%%

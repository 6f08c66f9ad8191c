//! Circuit breaker for emergency trading halts.
//!
//! One breaker instance is the single authority on whether trading may
//! proceed. It is shared by reference (`Arc<CircuitBreaker>`) between the
//! trading cycle and any administrative caller; every read-modify-write
//! happens under one mutex and is followed by a full-state write while the
//! lock is still held. With persistence, the state file is re-read on every
//! operation, so an override written by another process (such as the
//! kill-switch command) takes effect in a running trader.

use std::collections::HashMap;
use std::path::PathBuf;
use std::sync::{Arc, Mutex, MutexGuard, RwLock};

use chrono::{DateTime, Duration, NaiveDate, Utc};
use rust_decimal::Decimal;
use serde::{Deserialize, Serialize};
use tracing::{debug, error, info, warn};
use trading_core::config::CircuitBreakerConfig;

use crate::state_store::JsonStateStore;

/// Position of the breaker in its state machine.
#[derive(Debug, Clone, Copy, PartialEq, Eq, Serialize, Deserialize)]
#[serde(rename_all = "SCREAMING_SNAKE_CASE")]
pub enum CircuitState {
    /// Trading allowed.
    Closed,
    /// Trading halted.
    Open,
    /// Probation window after the timeout; one loss re-opens.
    HalfOpen,
}

/// What tripped the breaker.
#[derive(Debug, Clone, Copy, PartialEq, Eq, Serialize, Deserialize)]
#[serde(rename_all = "SCREAMING_SNAKE_CASE")]
pub enum TriggerType {
    /// Cumulative losses reached the hard budget.
    HardBudgetLimit,
    /// Losses within the current UTC day reached the daily limit.
    DailyLossLimit,
    /// Portfolio drawdown from initial capital exceeded the limit.
    MaxDrawdown,
    /// Manual override.
    EmergencyKillSwitch,
    /// A loss was recorded during the half-open probation.
    HalfOpenFailure,
}

/// Persisted state of the circuit breaker.
#[derive(Debug, Clone, PartialEq, Serialize, Deserialize)]
pub struct CircuitBreakerState {
    pub state: CircuitState,
    pub trigger_type: Option<TriggerType>,
    pub trigger_reason: Option<String>,
    pub triggered_at: Option<DateTime<Utc>>,
    /// Losses recorded since the last reset.
    pub failure_count: u32,
    pub last_failure_at: Option<DateTime<Utc>>,
    pub success_count_in_half_open: u32,
    /// Cumulative recorded losses (negative).
    pub total_losses: Decimal,
    /// Most negative single loss recorded.
    pub peak_loss: Decimal,
    pub kill_switch_active: bool,
    pub manual_reset_required: bool,
    pub reset_at: Option<DateTime<Utc>>,
    /// Losses recorded during `trading_day` (negative).
    #[serde(default)]
    pub daily_losses: Decimal,
    #[serde(default)]
    pub trading_day: Option<NaiveDate>,
    #[serde(default)]
    pub metadata: HashMap<String, serde_json::Value>,
}

impl Default for CircuitBreakerState {
    fn default() -> Self {
        Self {
            state: CircuitState::Closed,
            trigger_type: None,
            trigger_reason: None,
            triggered_at: None,
            failure_count: 0,
            last_failure_at: None,
            success_count_in_half_open: 0,
            total_losses: Decimal::ZERO,
            peak_loss: Decimal::ZERO,
            kill_switch_active: false,
            manual_reset_required: false,
            reset_at: None,
            daily_losses: Decimal::ZERO,
            trading_day: None,
            metadata: HashMap::new(),
        }
    }
}

/// Notification emitted on state changes.
#[derive(Debug, Clone, PartialEq, Serialize)]
#[serde(tag = "event", rename_all = "snake_case")]
pub enum BreakerEvent {
    Tripped {
        trigger_type: TriggerType,
        reason: String,
    },
    HalfOpened,
    Reset,
    KillSwitchActivated {
        reason: String,
    },
    KillSwitchDeactivated,
}

/// Answer to "may we trade right now?".
#[derive(Debug, Clone, PartialEq, Eq)]
pub struct Permit {
    pub allowed: bool,
    pub reason: String,
}

impl Permit {
    fn allow(reason: impl Into<String>) -> Self {
        Self {
            allowed: true,
            reason: reason.into(),
        }
    }

    fn refuse(reason: impl Into<String>) -> Self {
        Self {
            allowed: false,
            reason: reason.into(),
        }
    }

    pub fn is_allowed(&self) -> bool {
        self.allowed
    }
}

/// Result of a portfolio drawdown check.
#[derive(Debug, Clone, Copy, PartialEq, Eq)]
pub struct HealthReport {
    /// Fractional loss from initial capital; zero when in profit.
    pub drawdown: Decimal,
    pub healthy: bool,
}

pub type BreakerCallback = Arc<dyn Fn(&BreakerEvent) + Send + Sync>;

/// Circuit breaker for emergency trading halts.
pub struct CircuitBreaker {
    config: CircuitBreakerConfig,
    state: Mutex<CircuitBreakerState>,
    /// File repository for persistence.
    store: Option<JsonStateStore>,
    callbacks: RwLock<Vec<(String, BreakerCallback)>>,
}
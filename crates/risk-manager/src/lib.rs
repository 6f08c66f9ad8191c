//! Risk Manager
//!
//! Exit-rule evaluation and the persisted circuit breaker that halts trading
//! when losses or drawdown breach their limits.

pub mod circuit_breaker;
pub mod state_store;
pub mod stop_loss;

pub use circuit_breaker::{
    BreakerCallback, BreakerEvent, CircuitBreaker, CircuitBreakerState, CircuitState,
    HealthReport, Permit, TriggerType,
};
pub use state_store::JsonStateStore;
pub use stop_loss::{ExitRules, ExitTrigger, TrailingStop};
pub use trading_core::config::CircuitBreakerConfig;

%%

Nothing but the exact lines from the start of the material through the line holding "re-read on every", both included, belongs in the answer.

* _SOLUTION_
repository 6f08c66f9ad8191c
//! Circuit breaker for emergency trading halts.
//!
//! One breaker instance is the single authority on whether trading may
//! proceed. It is shared by reference (`Arc<CircuitBreaker>`) between the
//! trading cycle and any administrative caller; every read-modify-write
//! happens under one mutex and is followed by a full-state write while the
//! lock is still held. With persistence, the state file is re-read on every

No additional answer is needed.